Five-Lined Wrasse

(Thalassoma quinquevittatum)
Thalassoma quinquevittatum, commonly known as the five-lined wrasse or the five-striped wrasse, is a species of marine fish belonging to the family Labridae. Here are some key characteristics and information about Thalassoma quinquevittatum:
  1. Appearance: The five-lined wrasse has a slender and elongated body typical of wrasses. Juveniles and females are generally greenish to reddish-brown with five distinct horizontal stripes running along the length of their body. These stripes are often blue or white and can vary in intensity depending on the fish’s mood or environment. Males have a more vibrant coloration, with a blue-green body and yellow highlights on the fins.

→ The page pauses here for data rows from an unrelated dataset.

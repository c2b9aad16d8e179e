//! Zip extraction for host-generated repository archives.

use std::fs::{self, File};
use std::io::{self, Cursor};
use std::path::{Component, Path, PathBuf};

use tracing::warn;
use zip::ZipArchive;
use zip::result::ZipError;

use super::{FetchError, Result};

/// Extracts a repository archive into `dest`.
///
/// Host archives wrap the repository in a single root folder (`repo-main/`).
/// That folder, and `subpath` when given, are stripped so `dest` directly holds
/// the grammar's contents. Entries are handled in archive order; parent
/// directories are created on demand, so directory entries may arrive after
/// their files. Returns the number of files written.
///
/// # Errors
///
/// Returns [`FetchError::Archive`] if the bytes are not a zip or no file lies
/// under the selected prefix.
pub fn extract_archive(bytes: &[u8], subpath: Option<&str>, dest: &Path) -> Result<usize> {
	let mut archive = ZipArchive::new(Cursor::new(bytes)).map_err(archive_error)?;
	let root = archive_root(&mut archive)?;
	let prefix = match subpath {
		Some(subpath) => format!("{root}/{}/", subpath.trim_matches('/')),
		None => format!("{root}/"),
	};

	let mut written = 0;
	for index in 0..archive.len() {
		let mut entry = archive.by_index(index).map_err(archive_error)?;
		let name = entry.name().to_owned();
		let Some(relative) = name.strip_prefix(&prefix).filter(|r| !r.is_empty()) else {
			continue;
		};
		let Some(relative) = contained_path(relative) else {
			warn!(entry = %name, "Skipping archive entry outside the extraction root");
			continue;
		};

		let path = dest.join(relative);
		if entry.is_dir() {
			fs::create_dir_all(&path)?;
			continue;
		}

		if let Some(parent) = path.parent() {
			fs::create_dir_all(parent)?;
		}
		let mut file = File::create(&path)?;
		io::copy(&mut entry, &mut file)?;
		written += 1;
	}

	if written == 0 {
		return Err(FetchError::Archive(format!("no files under `{prefix}`")));
	}
	Ok(written)
}

/// First path segment of the first entry.
fn archive_root(archive: &mut ZipArchive<Cursor<&[u8]>>) -> Result<String> {
	if archive.is_empty() {
		return Err(FetchError::Archive("archive is empty".into()));
	}
	let first = archive.by_index(0).map_err(archive_error)?;
	first
		.name()
		.split('/')
		.next()
		.filter(|root| !root.is_empty())
		.map(str::to_owned)
		.ok_or_else(|| FetchError::Archive(format!("unexpected first entry `{}`", first.name())))
}

/// Returns `relative` as a path if it stays inside the extraction root.
fn contained_path(relative: &str) -> Option<PathBuf> {
	let path = Path::new(relative);
	path.components()
		.all(|c| matches!(c, Component::Normal(_)))
		.then(|| path.to_path_buf())
}

fn archive_error(error: ZipError) -> FetchError {
	FetchError::Archive(error.to_string())
}
//! Registry module rendering.

use std::fmt::Write;

use super::GrammarSet;

/// Common aliases, keyed by canonical grammar name.
pub const ALIASES: &[(&str, &[&str])] = &[
	("bash", &["sh", "shell", "zsh"]),
	("cpp", &["c++", "cc", "cxx"]),
	("docker-compose", &["docker-compose.yaml", "docker-compose.yml"]),
	("dockerfile", &["docker"]),
	("git-commit", &["gitcommit"]),
	("git-rebase", &["gitrebase"]),
	("javascript", &["js", "ecmascript"]),
	("jsonnet", &["libsonnet"]),
	("markdown", &["md", "mkd"]),
	("ocaml", &["ml", "mli"]),
	("ocaml-interface", &["eli", "eliomi"]),
	("php", &["php3", "php4", "php5", "php7", "php8"]),
	("python", &["py"]),
	("ruby", &["rb"]),
	("rust", &["rs"]),
	("scala", &["sc"]),
	("terraform", &["tf", "hcl"]),
	("typescript", &["ts"]),
	("vue", &["vuejs"]),
	("yaml", &["yml"]),
];

/// Aliases to register for `set`.
///
/// Only canonical names present in the set get aliases, and an alias that is
/// itself a grammar in the set is left out since the grammar would shadow it.
pub fn emitted_aliases(set: &GrammarSet) -> Vec<(&'static str, Vec<&'static str>)> {
	ALIASES
		.iter()
		.filter(|(canonical, _)| set.contains(canonical))
		.map(|&(canonical, aliases)| {
			let aliases = aliases.iter().copied().filter(|alias| !set.contains(alias)).collect();
			(canonical, aliases)
		})
		.filter(|(_, aliases): &(_, Vec<_>)| !aliases.is_empty())
		.collect()
}

const HEADER: &str = r#"//! Language registry for tree-sitter grammars.
//!
//! @generated by `tsprep generate`. Do not edit.

use tsprep_registry::LanguageRegistry;

// Brings in `LanguageFn` and `get_language`.
include!(concat!(env!("OUT_DIR"), "/grammar_ffi.rs"));

/// Grammars compiled by the build script, sorted by name.
pub const GRAMMARS: &[&str] = &[
"#;

const REGISTRY_OPEN: &str = r#"];

/// Builds the lookup table of compiled grammars and their aliases.
pub fn language_registry() -> LanguageRegistry<LanguageFn> {
	let mut registry = LanguageRegistry::new();
	for name in GRAMMARS {
		if let Some(language) = get_language(name) {
			registry.register(name, language);
		}
	}
"#;

/// Renders the registry module for `set`.
pub(super) fn render(set: &GrammarSet) -> String {
	let mut out = String::from(HEADER);
	for entry in set.iter() {
		let _ = writeln!(out, "\t{:?},", entry.name);
	}
	out.push_str(REGISTRY_OPEN);

	let aliases = emitted_aliases(set);
	if !aliases.is_empty() {
		out.push('\n');
	}
	for (canonical, aliases) in aliases {
		let list = aliases.iter().map(|a| format!("{a:?}")).collect::<Vec<_>>().join(", ");
		let _ = writeln!(out, "\tregistry.register_aliases({canonical:?}, &[{list}]);");
	}

	out.push_str("\n\tregistry\n}\n");
	out
}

  2. Size: It can reach lengths of up to about 20 cm (8 inches).
  3. Distribution: This species is found in the tropical and subtropical waters of the Western Pacific Ocean, particularly in the Indo-Pacific region, including the Great Barrier Reef, Fiji, New Caledonia, and parts of Southeast Asia.
  4. Habitat: Five-lined wrasses inhabit coral reefs, rocky areas, and lagoons with plenty of hiding spots and crevices. They are commonly found in shallow waters, typically up to 15 meters (50 feet) deep.
  5. Behavior: Like other wrasses, Thalassoma quinquevittatum is active during the day and feeds primarily on small invertebrates, including crustaceans, mollusks, and worms. They are known for their swift movements and agile swimming behavior.